Solar wird spannend für Unternehmen
Zurück zu Geissbühlers Haus: Macht es überhaupt Sinn, solch kleine Dächer mit Solarpanels zu bedecken? Jedes Dach sei ein wichtiger Beitrag zur Energiewende, entgegnet Anlagenplaner Dario Kaufmann. Er räumt aber auch ein: Der Beitrag ist klein und der Aufwand gross. Mehr Sinn machen grosse Anlagen. Doch bislang galt: Kleine Anlagen auf Wohnhäusern rechnen sich rasch. Denn ein Teil des Stromes wird direkt genutzt, was die Stromrechnung drückt. Grosse Anlagen etwa auf Ställen können hingegen selten wirtschaftlich betrieben werden, da die Einspeisevergütung zu tief ist.

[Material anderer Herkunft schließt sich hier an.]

use thiserror::Error;

pub type WalletResult<T> = std::result::Result<T, WalletError>;

#[derive(Debug, Error, PartialEq, Eq)]
pub enum WalletError {
    #[error("Mnemonic Error: {0}")]
    Mnemonic(#[from] MnemonicError),

    #[error("Cryptography Error: {0}")]
    Crypto(#[from] CryptoError),

    #[error("Unsupported chain: coin type '{0}'")]
    UnsupportedChain(String),

    #[error("No mnemonic loaded. Generate a wallet first.")]
    NoMnemonic,

    #[error("Wallet index {index} out of bounds (collection has {len} records)")]
    IndexOutOfBounds { index: usize, len: usize },

    #[error("Storage Error: {0}")]
    Storage(String),
}

#[derive(Debug, Error, PartialEq, Eq)]
pub enum MnemonicError {
    #[error("Invalid word count: {0}. Expected 12, 15, 18, 21 or 24 words.")]
    InvalidWordCount(usize),

    #[error("Word '{0}' not found in the BIP39 wordlist.")]
    UnknownWord(String),

    #[error("Checksum validation failed.")]
    ChecksumFailed,

    #[error("BIP39 internal error: {0}")]
    Bip39Error(String),
}

#[derive(Debug, Error, PartialEq, Eq)]
pub enum CryptoError {
    #[error("Key derivation failed: {0}")]
    DerivationFailed(String),

    #[error("Invalid key format: {0}")]
    InvalidKeyFormat(String),
}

Das könnte sich nun ändern. Wenn die Energie knapp ist, legt der Strompreis zu. Unternehmen, die auf dem freien Markt Strom beziehen, müssen mit markant höheren Kosten rechnen. Derzeit gebe es viele Anfragen von Unternehmen, sagt Kaufmann, bevor er zur nächsten Baustelle fährt – ein grosses Dach einer Schreinerei, welche das umliegende Industriequartier mit Strom versorgen soll. Solche grossen Flächen lieferten 50-mal so viel Strom wie die paar Panels auf dem Wohnhaus hier. «Das sind die Anlagen, die für die Energiewende wirklich wichtig sind.»